Analysis: While it’s the shortest duel in the film, this brief fight comes closest to the feel of the original film. Morpheus and Trinity – while highly-skilled – aren’t Neo. We know they can be hurt or killed, making them the underdogs as they struggle to hold off the
French prick’s Merovingian’s albino henchmen, who can materialize and de-materialize at will, making it exceedingly difficult – if not impossible – to put them down for good. Morpheus and Trinity are outclassed here, adding considerably more suspense and a sense of danger than if Neo were fighting, but they manage to accomplish their goal of getting the Keymaker to safety, showing that in stories, running away from a fight can be a better choice than trying to defeat an antagonist.
Morpheus vs the Agent
Emotional Context: Morpheus has to protect the Keymaker from being killed by an agent.
Analysis: What I like about this fight (which is my favorite in ‘Reloaded’) is that it’s essentially a rematch between Morpheus and Smith… once again, Morpheus doesn’t win.
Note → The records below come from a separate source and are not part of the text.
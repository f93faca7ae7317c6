//! Frame-domain reconciliation for non-arithmetic alignment modes.
//!
//! A source whose [`AlignmentMode`] is not [`None`](AlignmentMode::None) is
//! passed through a [`Reconciler`] before sampling. The reconciler wraps the
//! decoded [`Clip`] in one whose frame `i` corresponds to reference frame `i`,
//! after which only the source's offset is applied.
//!
//! [`ReconcilerSet::standard`] registers the adapters that work purely on
//! frame indices:
//!
//! | Mode | Adapter | Effect |
//! |------|---------|--------|
//! | `None` | [`Passthrough`] | clip used as decoded |
//! | `Decimate` | [`SelectEvery`] | keep 4 of every 5 frames |
//! | `Duplicate` | [`ChangeRate`] | repeat frames up to the reference rate |
//! | `SpeedChange` | [`AssumeRate`] | same frames, retimed |
//!
//! Inverse telecine and motion interpolation need a real filter graph and
//! have no built-in adapter. Register one with
//! [`ReconcilerSet::register`]; until then such sources fail with
//! [`ShotAlignError::ReconcilerUnavailable`].

use std::{collections::HashMap, fmt::Debug, sync::Arc};

use image::DynamicImage;

use crate::{
    decoder::{Clip, ClipInfo},
    error::ShotAlignError,
    source::{AlignmentMode, VideoSource},
};

/// A clip whose frame domain has been reconciled with the reference clock.
pub struct ReconciledClip {
    clip: Box<dyn Clip>,
    description: String,
}

impl ReconciledClip {
    pub fn new(clip: Box<dyn Clip>, description: impl Into<String>) -> Self {
        Self {
            clip,
            description: description.into(),
        }
    }

    /// Human-readable summary of what was done, for logs.
    pub fn description(&self) -> &str {
        &self.description
    }

    pub fn into_clip(self) -> Box<dyn Clip> {
        self.clip
    }
}

/// Adapter that realises one [`AlignmentMode`].
pub trait Reconciler: Send + Sync + Debug {
    /// The mode this adapter implements.
    fn mode(&self) -> AlignmentMode;

    /// Wrap `clip` so that its frames line up 1:1 with `source`'s reference
    /// clock.
    fn reconcile(
        &self,
        clip: Box<dyn Clip>,
        source: &VideoSource,
    ) -> Result<ReconciledClip, ShotAlignError>;
}

/// Maps each alignment mode to the adapter that realises it.
#[derive(Debug, Clone, Default)]
pub struct ReconcilerSet {
    adapters: HashMap<AlignmentMode, Arc<dyn Reconciler>>,
}

impl ReconcilerSet {
    /// A set with no adapters at all, not even for `None`.
    pub fn empty() -> Self {
        Self::default()
    }

    /// The built-in adapters listed in the module docs.
    pub fn standard() -> Self {
        Self::empty()
            .register(Passthrough)
            .register(SelectEvery::default())
            .register(ChangeRate)
            .register(AssumeRate)
    }

    /// Add or replace the adapter for `reconciler.mode()`.
    #[must_use]
    pub fn register(mut self, reconciler: impl Reconciler + 'static) -> Self {
        self.adapters.insert(reconciler.mode(), Arc::new(reconciler));
        self
    }

    pub fn get(&self, mode: AlignmentMode) -> Option<&dyn Reconciler> {
        self.adapters.get(&mode).map(|adapter| adapter.as_ref())
    }

    pub fn supports(&self, mode: AlignmentMode) -> bool {
        self.adapters.contains_key(&mode)
    }

    /// Reconcile `clip` for `source` with the adapter of its mode.
    ///
    /// # Errors
    ///
    /// Returns [`ShotAlignError::ReconcilerUnavailable`] if no adapter is
    /// registered for the source's mode, or whatever the adapter returns.
    pub fn prepare(
        &self,
        clip: Box<dyn Clip>,
        source: &VideoSource,
    ) -> Result<Box<dyn Clip>, ShotAlignError> {
        let mode = source.alignment_mode;
        let adapter = self
            .get(mode)
            .ok_or(ShotAlignError::ReconcilerUnavailable { mode })?;

        let reconciled = adapter.reconcile(clip, source)?;
        log::debug!(
            "Source '{}' reconciled ({mode}): {}",
            source.identity,
            reconciled.description()
        );
        Ok(reconciled.into_clip())
    }
}

/// How reconciled frame indices map back to decoded ones.
#[derive(Debug, Clone, PartialEq)]
enum IndexMap {
    /// Frame `i` is decoded frame `i`.
    Identity,
    /// Keep `offsets` out of every `cycle` frames.
    SelectEvery { cycle: u64, offsets: Vec<u64> },
    /// Frame `i` is decoded frame `trunc(i * from / to)`.
    Resample { from: f64, to: f64 },
}

impl IndexMap {
    fn source_index(&self, frame_number: u64) -> u64 {
        match self {
            IndexMap::Identity => frame_number,
            IndexMap::SelectEvery { cycle, offsets } => {
                let kept = offsets.len() as u64;
                (frame_number / kept) * cycle + offsets[(frame_number % kept) as usize]
            }
            IndexMap::Resample { from, to } => (frame_number as f64 * from / to).trunc() as u64,
        }
    }

    fn total_frames(&self, decoded_total: u64) -> u64 {
        match self {
            IndexMap::Identity => decoded_total,
            IndexMap::SelectEvery { cycle, offsets } => {
                let remainder = decoded_total % cycle;
                (decoded_total / cycle) * offsets.len() as u64
                    + offsets.iter().filter(|&&offset| offset < remainder).count() as u64
            }
            IndexMap::Resample { from, to } => (decoded_total as f64 * to / from).trunc() as u64,
        }
    }
}

/// A clip viewed through an [`IndexMap`].
struct MappedClip {
    inner: Box<dyn Clip>,
    map: IndexMap,
    info: ClipInfo,
}

impl MappedClip {
    fn new(inner: Box<dyn Clip>, map: IndexMap, frames_per_second: f64) -> Self {
        let decoded = inner.info();
        let info = ClipInfo {
            total_frames: map.total_frames(decoded.total_frames),
            frames_per_second,
            ..decoded
        };
        Self { inner, map, info }
    }
}

impl Clip for MappedClip {
    fn info(&self) -> ClipInfo {
        self.info
    }

    fn frame(&mut self, frame_number: u64) -> Result<DynamicImage, ShotAlignError> {
        if frame_number >= self.info.total_frames {
            return Err(ShotAlignError::FrameOutOfRange {
                frame_number,
                total_frames: self.info.total_frames,
            });
        }
        self.inner.frame(self.map.source_index(frame_number))
    }
}

fn reference_rate(source: &VideoSource) -> Result<f64, ShotAlignError> {
    let fps = source.reference_fps;
    if fps.is_finite() && fps > 0.0 {
        Ok(fps)
    } else {
        Err(ShotAlignError::InvalidClockRate {
            identity: source.identity.clone(),
            reference_fps: fps,
            source_fps: source.source_fps.unwrap_or(0.0),
        })
    }
}

/// Uses the decoded clip unchanged. Registered for [`AlignmentMode::None`].
#[derive(Debug, Clone, Copy, Default)]
pub struct Passthrough;

impl Reconciler for Passthrough {
    fn mode(&self) -> AlignmentMode {
        AlignmentMode::None
    }

    fn reconcile(
        &self,
        clip: Box<dyn Clip>,
        _source: &VideoSource,
    ) -> Result<ReconciledClip, ShotAlignError> {
        Ok(ReconciledClip::new(clip, "unchanged"))
    }
}

/// Pattern decimation: keeps the frames at `offsets` within every block of
/// `cycle` frames.
///
/// The default keeps 4 of every 5 frames, which takes 29.97 fps material to
/// 23.976.
#[derive(Debug, Clone, PartialEq, Eq)]
pub struct SelectEvery {
    cycle: u64,
    offsets: Vec<u64>,
}

impl Default for SelectEvery {
    fn default() -> Self {
        Self {
            cycle: 5,
            offsets: vec![0, 1, 2, 3],
        }
    }
}

impl SelectEvery {
    /// Keep `offsets` of every `cycle` frames.
    ///
    /// Offsets are sorted and deduplicated; ones outside the cycle are
    /// dropped. Returns `None` if nothing would be kept.
    pub fn new(cycle: u64, mut offsets: Vec<u64>) -> Option<Self> {
        offsets.retain(|&offset| offset < cycle);
        offsets.sort_unstable();
        offsets.dedup();
        if offsets.is_empty() {
            return None;
        }
        Some(Self { cycle, offsets })
    }
}

impl Reconciler for SelectEvery {
    fn mode(&self) -> AlignmentMode {
        AlignmentMode::Decimate
    }

    fn reconcile(
        &self,
        clip: Box<dyn Clip>,
        source: &VideoSource,
    ) -> Result<ReconciledClip, ShotAlignError> {
        let fps = reference_rate(source)?;
        let map = IndexMap::SelectEvery {
            cycle: self.cycle,
            offsets: self.offsets.clone(),
        };
        let description = format!("kept {:?} of every {} frames", self.offsets, self.cycle);
        Ok(ReconciledClip::new(
            Box::new(MappedClip::new(clip, map, fps)),
            description,
        ))
    }
}

/// Changes the frame rate by repeating (or dropping) whole frames.
#[derive(Debug, Clone, Copy, Default)]
pub struct ChangeRate;

impl Reconciler for ChangeRate {
    fn mode(&self) -> AlignmentMode {
        AlignmentMode::Duplicate
    }

    fn reconcile(
        &self,
        clip: Box<dyn Clip>,
        source: &VideoSource,
    ) -> Result<ReconciledClip, ShotAlignError> {
        let reference_fps = reference_rate(source)?;
        let source_fps = source.effective_source_fps(clip.info().frames_per_second);
        if !(source_fps.is_finite() && source_fps > 0.0) {
            return Err(ShotAlignError::InvalidClockRate {
                identity: source.identity.clone(),
                reference_fps,
                source_fps,
            });
        }

        let map = IndexMap::Resample {
            from: source_fps,
            to: reference_fps,
        };
        let description = format!("resampled {source_fps:.3} -> {reference_fps:.3} fps");
        Ok(ReconciledClip::new(
            Box::new(MappedClip::new(clip, map, reference_fps)),
            description,
        ))
    }
}

/// Plays the same frames at the reference rate, changing speed and duration.
#[derive(Debug, Clone, Copy, Default)]
pub struct AssumeRate;

impl Reconciler for AssumeRate {
    fn mode(&self) -> AlignmentMode {
        AlignmentMode::SpeedChange
    }

    fn reconcile(
        &self,
        clip: Box<dyn Clip>,
        source: &VideoSource,
    ) -> Result<ReconciledClip, ShotAlignError> {
        let fps = reference_rate(source)?;
        Ok(ReconciledClip::new(
            Box::new(MappedClip::new(clip, IndexMap::Identity, fps)),
            format!("retimed to {fps:.3} fps"),
        ))
    }
}
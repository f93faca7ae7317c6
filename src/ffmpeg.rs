//! FFmpeg console verbosity.
//!
//! FFmpeg writes its own diagnostics straight to stderr, independent of the
//! `log` facade this crate uses. Decoding a few hundred seek targets across
//! several sources can produce a lot of that output, so the level is exposed
//! here without requiring a direct `ffmpeg-next` dependency.
//!
//! ```no_run
//! use shotalign::FfmpegLogLevel;
//!
//! shotalign::set_ffmpeg_log_level(FfmpegLogLevel::Error);
//! assert_eq!("quiet".parse::<FfmpegLogLevel>(), Ok(FfmpegLogLevel::Quiet));
//! ```

use std::{
    fmt::{Display, Formatter, Result as FmtResult},
    str::FromStr,
};

use ffmpeg_next::util::log::Level;

/// FFmpeg's `AV_LOG_*` verbosity, from silent to most verbose.
#[derive(Debug, Clone, Copy, PartialEq, Eq, Hash, PartialOrd, Ord)]
pub enum FfmpegLogLevel {
    Quiet,
    Panic,
    Fatal,
    Error,
    /// FFmpeg's own default.
    Warning,
    Info,
    Verbose,
    Debug,
    Trace,
}

const LEVELS: [(FfmpegLogLevel, Level, &str); 9] = [
    (FfmpegLogLevel::Quiet, Level::Quiet, "quiet"),
    (FfmpegLogLevel::Panic, Level::Panic, "panic"),
    (FfmpegLogLevel::Fatal, Level::Fatal, "fatal"),
    (FfmpegLogLevel::Error, Level::Error, "error"),
    (FfmpegLogLevel::Warning, Level::Warning, "warning"),
    (FfmpegLogLevel::Info, Level::Info, "info"),
    (FfmpegLogLevel::Verbose, Level::Verbose, "verbose"),
    (FfmpegLogLevel::Debug, Level::Debug, "debug"),
    (FfmpegLogLevel::Trace, Level::Trace, "trace"),
];

impl FfmpegLogLevel {
    pub fn name(self) -> &'static str {
        LEVELS
            .iter()
            .find(|(level, _, _)| *level == self)
            .map_or("warning", |(_, _, name)| name)
    }

    fn to_ffmpeg_level(self) -> Level {
        LEVELS
            .iter()
            .find(|(level, _, _)| *level == self)
            .map_or(Level::Warning, |(_, ffmpeg_level, _)| *ffmpeg_level)
    }

    fn from_ffmpeg_level(ffmpeg_level: Level) -> Option<Self> {
        LEVELS
            .iter()
            .find(|(_, candidate, _)| *candidate == ffmpeg_level)
            .map(|(level, _, _)| *level)
    }
}

impl Display for FfmpegLogLevel {
    fn fmt(&self, f: &mut Formatter<'_>) -> FmtResult {
        f.write_str(self.name())
    }
}

impl FromStr for FfmpegLogLevel {
    type Err = String;

    fn from_str(value: &str) -> Result<Self, Self::Err> {
        let wanted = value.trim().to_ascii_lowercase();
        let wanted = if wanted == "warn" { "warning".to_string() } else { wanted };
        LEVELS
            .iter()
            .find(|(_, _, name)| *name == wanted)
            .map(|(level, _, _)| *level)
            .ok_or_else(|| format!("unknown FFmpeg log level: {value}"))
    }
}

/// Set what FFmpeg prints to stderr.
pub fn set_ffmpeg_log_level(level: FfmpegLogLevel) {
    ffmpeg_next::util::log::set_level(level.to_ffmpeg_level());
}

/// The level FFmpeg currently prints at, if it maps to a known variant.
pub fn get_ffmpeg_log_level() -> Option<FfmpegLogLevel> {
    ffmpeg_next::util::log::get_level()
        .ok()
        .and_then(FfmpegLogLevel::from_ffmpeg_level)
}

#[cfg(test)]
mod tests {
    use super::*;

    #[test]
    fn names_round_trip() {
        for (level, _, name) in LEVELS {
            assert_eq!(level.to_string(), name);
            assert_eq!(name.parse::<FfmpegLogLevel>(), Ok(level));
        }
        assert_eq!("WARN".parse::<FfmpegLogLevel>(), Ok(FfmpegLogLevel::Warning));
        assert!("loud".parse::<FfmpegLogLevel>().is_err());
    }

    #[test]
    fn ordered_by_verbosity() {
        assert!(FfmpegLogLevel::Quiet < FfmpegLogLevel::Error);
        assert!(FfmpegLogLevel::Debug < FfmpegLogLevel::Trace);
    }
}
Morpheus may be Neo’s mentor, but he’s still the underdog here, struggling to survive against a vastly-superior opponent while protecting the Keymaker; unlike Neo, he’s hit quite a bit and thrown around, coming dangerously close to death several times, and not even wielding a sword against an unarmed opponent is enough to secure victory, giving the fight a sense of danger and urgency.
In the end, Morpheus only wins by taking advantage of the agent being distracted: Like the duel with the Twins, Morpheus’ victory isn’t in defeating his opponent, but in getting out of the fight alive while completing his objective. Personal glory or victory means nothing when there’s something greater is on the line.
Emotional Context: Neo and Morpheus have to get to the door leading to the Architect while also protecting the Keymaker
Analysis: The last duel of ‘Reloaded’ could be seen as a mini-version of the Burly Brawl, but is, in my opinion, much better. It has a solid goal for both the protagonists and antagonists (Get the Keymaker to the right door, and stop/assimilate the heroes, respectively), but the tight confines makes Neo, Morpheus, and the Keymaker’s escape a difficult proposition, not to mention being outnumbered. Even better, this is one time where Neo’s superhuman abilities are negated: he can handle Smith by himself, but he has to protect Morpheus and the Keymaker, who aren’t as strong as him, which adds more suspense to the scene. And as a final twist, we, the viewer, know that if Neo and the others get to the door before Trinity disarms the bombs, they’ll be blown to pieces. Thus, we have a paradox: Neo and the others have to get to the Architect’s door, but if they get to it too soon, they’ll die, and they don’t know that.
Though it may be quite small for a final fight of a film, the Hallway Fight is a great example of a fight that moves the plot forward, has multiple layers beyond ‘punch everyone to death,’ and adds in some twists that the audience knows about, but the characters don’t.